Concert: Haydn's Creation (6 December 2008)
Haydn's Creation was, I am told, the second work ever to be performed by Lichfield Cathedral Special Choir, some forty years ago, (the first, perhaps unsurprisingly, being Messiah), and the sense that we were revisiting an old friend was much in evidence in their recent performance in the Cathedral under the baton of Phil Scriven.
Haydn considered this to be one of his greatest works, and in its day it must have presented a fascinating blend of old and new, with the traditional oratorio structure used as a vehicle for some magnificent word-painting through novel instrumentations such as Haydn's use of clarinet as soloist.

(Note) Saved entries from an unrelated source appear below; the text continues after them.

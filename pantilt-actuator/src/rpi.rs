//! Drivers de pino reais via `rppal` (feature `rpi`)

use std::collections::HashMap;

use rppal::gpio::{Gpio, OutputPin};
use rppal::pwm::{Channel, Polarity, Pwm};

use crate::error::{ActuatorError, ActuatorResult};
use crate::pwm::{HardwarePwmDriver, SoftPwmDriver};

fn driver_err(e: impl std::fmt::Display) -> ActuatorError {
    ActuatorError::CommandFailed(e.to_string())
}

/// PWM por software sobre `rppal::gpio`
#[derive(Debug, Default)]
pub struct RppalSoftPwm {
    pins: HashMap<u8, (OutputPin, f64, f64)>,
}

impl RppalSoftPwm {
    pub fn new() -> Self {
        Self::default()
    }

    fn pin_mut(&mut self, pin: u8) -> ActuatorResult<&mut (OutputPin, f64, f64)> {
        self.pins
            .get_mut(&pin)
            .ok_or_else(|| ActuatorError::CommandFailed(format!("GPIO {} not set up", pin)))
    }
}

impl SoftPwmDriver for RppalSoftPwm {
    fn setup_output(&mut self, pin: u8) -> ActuatorResult<()> {
        let output = Gpio::new().map_err(driver_err)?.get(pin).map_err(driver_err)?.into_output();
        self.pins.insert(pin, (output, 0.0, 0.0));
        Ok(())
    }

    fn start(&mut self, pin: u8, frequency_hz: u32, duty_percent: f64) -> ActuatorResult<()> {
        let (output, freq, duty) = self.pin_mut(pin)?;
        *freq = frequency_hz as f64;
        *duty = duty_percent / 100.0;
        output.set_pwm_frequency(*freq, *duty).map_err(driver_err)
    }

    fn change_duty_cycle(&mut self, pin: u8, duty_percent: f64) -> ActuatorResult<()> {
        let (output, freq, duty) = self.pin_mut(pin)?;
        *duty = duty_percent / 100.0;
        output.set_pwm_frequency(*freq, *duty).map_err(driver_err)
    }

    fn change_frequency(&mut self, pin: u8, frequency_hz: u32) -> ActuatorResult<()> {
        let (output, freq, duty) = self.pin_mut(pin)?;
        *freq = frequency_hz as f64;
        output.set_pwm_frequency(*freq, *duty).map_err(driver_err)
    }

    fn cleanup(&mut self, pin: u8) -> ActuatorResult<()> {
        // OutputPin volta ao modo original ao ser descartado
        if let Some((mut output, _, _)) = self.pins.remove(&pin) {
            output.clear_pwm().map_err(driver_err)?;
        }
        Ok(())
    }
}

/// PWM de hardware sobre `rppal::pwm` (GPIO 18 → canal 0, GPIO 19 → canal 1)
#[derive(Debug, Default)]
pub struct RppalHardwarePwm {
    channels: HashMap<u8, Option<Pwm>>,
}

impl RppalHardwarePwm {
    pub fn new() -> Self {
        Self::default()
    }

    fn channel_for(pin: u8) -> ActuatorResult<Channel> {
        match pin {
            12 | 18 => Ok(Channel::Pwm0),
            13 | 19 => Ok(Channel::Pwm1),
            other => Err(ActuatorError::InvalidConfig(format!(
                "GPIO {} has no hardware PWM channel",
                other
            ))),
        }
    }
}

impl HardwarePwmDriver for RppalHardwarePwm {
    fn set_output(&mut self, pin: u8) -> ActuatorResult<()> {
        Self::channel_for(pin)?;
        self.channels.insert(pin, None);
        Ok(())
    }

    fn hardware_pwm(&mut self, pin: u8, frequency_hz: u32, duty_ppm: u32) -> ActuatorResult<()> {
        let duty = duty_ppm as f64 / 1_000_000.0;
        let frequency = frequency_hz as f64;
        let slot = self
            .channels
            .get_mut(&pin)
            .ok_or_else(|| ActuatorError::CommandFailed(format!("GPIO {} not set up", pin)))?;

        match slot {
            Some(pwm) => pwm.set_frequency(frequency, duty).map_err(driver_err),
            None => {
                let pwm = Pwm::with_frequency(Self::channel_for(pin)?, frequency, duty, Polarity::Normal, true)
                    .map_err(driver_err)?;
                *slot = Some(pwm);
                Ok(())
            }
        }
    }

    fn set_input(&mut self, pin: u8) -> ActuatorResult<()> {
        if let Some(Some(pwm)) = self.channels.remove(&pin) {
            pwm.disable().map_err(driver_err)?;
        }
        Ok(())
    }

    fn stop(&mut self) -> ActuatorResult<()> {
        Ok(())
    }
}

The choir's confidence was apparent from the outset, with the opening chorus, sung from memory, (by all but one member of the choir), giving a particularly vibrant "light" moment after St Chad Camerata's appropriately murky opening representation of chaos. It has to be said that some of the orchestral ensemble was less crisp than we have come to expect from this excellent band, but there were equally some sublime individual moments, particularly from the wind and brass, well supported by the subtly restrained continuo.

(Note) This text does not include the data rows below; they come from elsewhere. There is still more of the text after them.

//! Controlador do suporte pan/tilt
//!
//! Compõe a câmera e dois servos e orquestra "segura um eixo, varre o outro"
//! durante uma gravação.
//!
//! ```text
//! Idle → Centered → Recording → Sweeping(Pan|Tilt) → Recording → Centered → Idle
//! ```

use std::path::Path;
use std::sync::Arc;

use pantilt_actuator::types::{STEP_WAIT, SWING_INTERVAL};
use pantilt_actuator::{ActuatorError, AngleActuator, SweepPattern};
use pantilt_core::timing::Sleeper;
use pantilt_core::traits::MountComponent;
use pantilt_photonic::Camera;
use serde::{Deserialize, Serialize};

use crate::config::{AxisConfig, MountConfig};
use crate::error::{MountError, MountResult};
use crate::rig::Rig;

/// Eixo do suporte
#[derive(Debug, Clone, Copy, PartialEq, Eq, Hash, Serialize, Deserialize)]
#[serde(rename_all = "lowercase")]
pub enum Axis {
    Pan,
    Tilt,
}

impl Axis {
    pub fn as_str(&self) -> &'static str {
        match self {
            Axis::Pan => "pan",
            Axis::Tilt => "tilt",
        }
    }

    /// Padrão de varredura das gravações: o pan vai primeiro ao máximo, o
    /// tilt primeiro ao mínimo
    pub fn recording_pattern(&self) -> SweepPattern {
        match self {
            Axis::Pan => SweepPattern::MaxFirst,
            Axis::Tilt => SweepPattern::MinFirst,
        }
    }
}

/// Estado da sessão
#[derive(Debug, Clone, Copy, PartialEq, Eq)]
pub enum MountState {
    Idle,
    Centered,
    Recording,
    Sweeping(Axis),
}

/// Suporte com câmera, servo de pan e servo de tilt
#[derive(Debug)]
pub struct MountController {
    camera: Option<Camera>,
    pan: Option<AngleActuator>,
    tilt: Option<AngleActuator>,
    sleeper: Arc<dyn Sleeper>,
    state: MountState,
    /// Estado ao qual `stop_capture` retorna
    before_capture: MountState,
}

impl MountController {
    /// Monta o suporte com a configuração padrão
    pub fn new(rig: &mut dyn Rig) -> MountResult<Self> {
        Self::open(&MountConfig::default(), rig)
    }

    /// Monta câmera, pan e tilt, nessa ordem. Se qualquer parte falhar, o que
    /// já foi adquirido é liberado e o erro sai como `Unavailable`.
    pub fn open(config: &MountConfig, rig: &mut dyn Rig) -> MountResult<Self> {
        config.validate()?;

        let mut mount = Self {
            camera: None,
            pan: None,
            tilt: None,
            sleeper: rig.sleeper(),
            state: MountState::Idle,
            before_capture: MountState::Idle,
        };

        match rig.open_camera() {
            Ok(camera) => {
                mount.camera = Some(camera.with_flip(config.camera.hflip, config.camera.vflip));
            }
            Err(e) => return Err(mount.abort("camera", e)),
        }

        match Self::build_axis(&config.pan, Axis::Pan, rig, &mount.sleeper) {
            Ok(servo) => mount.pan = Some(servo),
            Err(e) => return Err(mount.abort("pan", e)),
        }

        match Self::build_axis(&config.tilt, Axis::Tilt, rig, &mount.sleeper) {
            Ok(servo) => mount.tilt = Some(servo),
            Err(e) => return Err(mount.abort("tilt", e)),
        }

        tracing::info!(
            pan_pin = config.pan.pin,
            pan_backend = config.pan.backend.as_str(),
            tilt_pin = config.tilt.pin,
            tilt_backend = config.tilt.backend.as_str(),
            "mount ready"
        );
        Ok(mount)
    }

    fn build_axis(
        config: &AxisConfig,
        axis: Axis,
        rig: &mut dyn Rig,
        sleeper: &Arc<dyn Sleeper>,
    ) -> MountResult<AngleActuator> {
        let backend = rig.backend(config.backend)?;
        let servo = AngleActuator::with_sleeper(config.servo_config(axis.as_str()), backend, Arc::clone(sleeper))?;
        Ok(servo)
    }

    /// Libera o que foi adquirido e converte a falha de montagem
    fn abort(&mut self, component: &str, cause: MountError) -> MountError {
        tracing::warn!(component, error = %cause, "mount setup failed");
        self.cleanup();
        match cause {
            MountError::Unavailable { .. } => cause,
            MountError::Actuator(e) => MountError::unavailable(component, e),
            MountError::Photonic(e) => MountError::unavailable(component, e),
            other => MountError::unavailable(component, other),
        }
    }

    pub fn state(&self) -> MountState {
        self.state
    }

    /// Foi liberado?
    pub fn is_released(&self) -> bool {
        self.camera.is_none() && self.pan.is_none() && self.tilt.is_none()
    }

    pub fn pan(&self) -> Option<&AngleActuator> {
        self.pan.as_ref()
    }

    pub fn tilt(&self) -> Option<&AngleActuator> {
        self.tilt.as_ref()
    }

    /// Servo de um eixo
    pub fn axis(&self, axis: Axis) -> MountResult<&AngleActuator> {
        match axis {
            Axis::Pan => self.pan.as_ref(),
            Axis::Tilt => self.tilt.as_ref(),
        }
        .ok_or(MountError::Released)
    }

    /// Handle compartilhado da câmera (para um `FrameStreamer`, por exemplo)
    pub fn camera(&self) -> MountResult<&Camera> {
        self.camera.as_ref().ok_or(MountError::Released)
    }

    /// (servo que se move, servo segurado)
    fn axes_mut(&mut self, moving: Axis) -> MountResult<(&mut AngleActuator, &mut AngleActuator)> {
        let (Some(pan), Some(tilt)) = (self.pan.as_mut(), self.tilt.as_mut()) else {
            return Err(MountError::Released);
        };
        Ok(match moving {
            Axis::Pan => (pan, tilt),
            Axis::Tilt => (tilt, pan),
        })
    }

    /// Centraliza pan e depois tilt
    pub fn center(&mut self) -> MountResult<()> {
        let (pan, tilt) = self.axes_mut(Axis::Pan)?;
        pan.center()?;
        tilt.center()?;
        self.state = MountState::Centered;
        tracing::debug!("mount centered");
        Ok(())
    }

    /// Inicia a gravação de vídeo
    pub fn start_capture(&mut self, width: u32, height: u32, target: &Path) -> MountResult<()> {
        self.camera()?.start_video(width, height, target)?;
        self.before_capture = self.state;
        self.state = MountState::Recording;
        Ok(())
    }

    /// Para a gravação de vídeo
    pub fn stop_capture(&mut self) -> MountResult<()> {
        self.camera()?.stop_video()?;
        self.state = self.before_capture;
        Ok(())
    }

    /// Foto única
    pub fn capture_photo(&mut self, width: u32, height: u32, path: &Path) -> MountResult<()> {
        self.camera()?.capture_photo(width, height, path)?;
        Ok(())
    }

    /// Varre `axis` centro → máx → mín → centro segurando o outro eixo
    pub fn sweep(&mut self, axis: Axis) -> MountResult<()> {
        self.sweep_with(axis, SweepPattern::MaxFirst)
    }

    /// Varre `axis` no padrão dado. O eixo segurado recebe o comando de centro
    /// a cada passo do eixo em movimento. Uma pausa antes de cada segmento e
    /// outra depois do último. Não pode ser interrompida.
    pub fn sweep_with(&mut self, axis: Axis, pattern: SweepPattern) -> MountResult<()> {
        let previous = self.state;
        self.axes_mut(axis)?;

        self.state = MountState::Sweeping(axis);
        let swept = self.drive_sweep(axis, pattern);
        self.state = previous;
        swept?;

        tracing::info!(axis = axis.as_str(), ?pattern, "sweep finished");
        Ok(())
    }

    fn drive_sweep(&mut self, axis: Axis, pattern: SweepPattern) -> MountResult<()> {
        let sleeper = Arc::clone(&self.sleeper);
        let (moving, held) = self.axes_mut(axis)?;

        let trajectory = moving.trajectory();
        let segments = trajectory.sweep(moving.center_angle(), moving.min_angle(), moving.max_angle(), pattern);
        let hold = held.center_angle();

        for segment in segments {
            sleeper.sleep(SWING_INTERVAL);
            for angle in trajectory.segment_steps(segment) {
                moving.move_to(angle)?;
                held.move_to(hold)?;
                sleeper.sleep(STEP_WAIT);
            }
        }
        sleeper.sleep(SWING_INTERVAL);
        Ok(())
    }

    /// Pose direta: pan recebe `-x`, tilt recebe `-y`. Sem quantização e sem
    /// espera; o chamador controla o ritmo.
    pub fn position(&mut self, x: f64, y: f64) -> MountResult<()> {
        if !x.is_finite() || !y.is_finite() {
            return Err(ActuatorError::InvalidAngle(format!("position ({}, {})", x, y)).into());
        }
        let (pan, tilt) = self.axes_mut(Axis::Pan)?;
        pan.move_to(-x)?;
        tilt.move_to(-y)?;
        Ok(())
    }

    /// Grava um vídeo varrendo `axis`: centraliza, grava, varre no padrão de
    /// gravação do eixo e para a gravação
    pub fn record_sweep(&mut self, axis: Axis, width: u32, height: u32, path: &Path) -> MountResult<()> {
        self.center()?;
        self.start_capture(width, height, path)?;

        let swept = self.sweep_with(axis, axis.recording_pattern());
        let stopped = self.stop_capture();
        swept?;
        stopped
    }

    /// Libera câmera, pan e tilt. Idempotente; falhas viram warnings.
    pub fn cleanup(&mut self) {
        if let Some(camera) = self.camera.take() {
            if let Err(e) = camera.close() {
                tracing::warn!(error = %e, "camera cleanup failed");
            }
        }
        if let Some(mut pan) = self.pan.take() {
            if let Err(e) = pan.cleanup() {
                tracing::warn!(error = %e, "pan cleanup failed");
            }
        }
        if let Some(mut tilt) = self.tilt.take() {
            if let Err(e) = tilt.cleanup() {
                tracing::warn!(error = %e, "tilt cleanup failed");
            }
        }
        self.state = MountState::Idle;
        self.before_capture = MountState::Idle;
    }
}

impl Drop for MountController {
    fn drop(&mut self) {
        self.cleanup();
    }
}

impl MountComponent for MountController {
    fn name(&self) -> &str {
        "MountController"
    }

    fn is_ready(&self) -> bool {
        self.camera.as_ref().is_some_and(Camera::is_open)
            && self.pan.as_ref().is_some_and(AngleActuator::is_acquired)
            && self.tilt.as_ref().is_some_and(AngleActuator::is_acquired)
    }
}

#[cfg(test)]
mod tests {
    use super::*;
    use crate::rig::SimulatedRig;
    use pantilt_core::timing::RecordingSleeper;

    fn mount() -> (MountController, SimulatedRig, RecordingSleeper) {
        let sleeper = RecordingSleeper::new();
        let mut rig = SimulatedRig::with_sleeper(Arc::new(sleeper.clone()));
        let mount = MountController::new(&mut rig).unwrap();
        (mount, rig, sleeper)
    }

    #[test]
    fn test_recording_patterns() {
        assert_eq!(Axis::Pan.recording_pattern(), SweepPattern::MaxFirst);
        assert_eq!(Axis::Tilt.recording_pattern(), SweepPattern::MinFirst);
    }

    #[test]
    fn test_center_moves_both() {
        let (mut mount, rig, sleeper) = mount();
        mount.center().unwrap();
        assert_eq!(mount.state(), MountState::Centered);
        assert_eq!(rig.pwm().duty_commands(18).len(), 1);
        assert_eq!(rig.pwm().duty_commands(19).len(), 1);
        assert_eq!(sleeper.count_of(STEP_WAIT), 2);
    }

    #[test]
    fn test_position_inverts_signs() {
        let (mut mount, _, sleeper) = mount();
        mount.position(10.25, -20.5).unwrap();
        assert_eq!(mount.pan().unwrap().state().last_angle, Some(-10.25));
        assert_eq!(mount.tilt().unwrap().state().last_angle, Some(20.5));
        assert!(sleeper.recorded().is_empty());
    }

    #[test]
    fn test_position_is_clamped() {
        let (mut mount, _, _) = mount();
        mount.position(-120.0, 120.0).unwrap();
        assert_eq!(mount.pan().unwrap().state().last_angle, Some(85.0));
        assert_eq!(mount.tilt().unwrap().state().last_angle, Some(-85.0));
    }

    #[test]
    fn test_cleanup_idempotent() {
        let (mut mount, rig, _) = mount();
        mount.cleanup();
        let events = rig.pwm().events().len();
        mount.cleanup();
        assert_eq!(rig.pwm().events().len(), events);
        assert!(mount.is_released());
        assert!(!mount.is_ready());
    }

    #[test]
    fn test_calls_after_cleanup_fail() {
        let (mut mount, _, _) = mount();
        mount.cleanup();
        assert_eq!(mount.center(), Err(MountError::Released));
        assert_eq!(mount.sweep(Axis::Pan), Err(MountError::Released));
        assert_eq!(mount.position(0.0, 0.0), Err(MountError::Released));
        assert_eq!(
            mount.start_capture(10, 10, Path::new("v.h264")),
            Err(MountError::Released)
        );
    }
}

The progress of Creation was carried forward by the fine trio of soloists. The soprano, Julia Sporsen, brought a clarity and rhythmic certainty to her role, and she excelled as Eve in the apparently effortless Graceful Consort duet with bass-baritone James Birchall. He had many splendid moments, and elicited audible relief from the audience as his relatively light voice successfully plumbed the depths to find the worm! He gave a very creditable account of his taxing role throughout, despite his voice having possibly not yet quite reached its fullest maturity. The tenor, Mark Chaundy, produced a beautiful, easy sound, but was less successful in projecting across this difficult space... clearer diction would have been welcome. He may not have been helped by his physical separation from the other two soloists.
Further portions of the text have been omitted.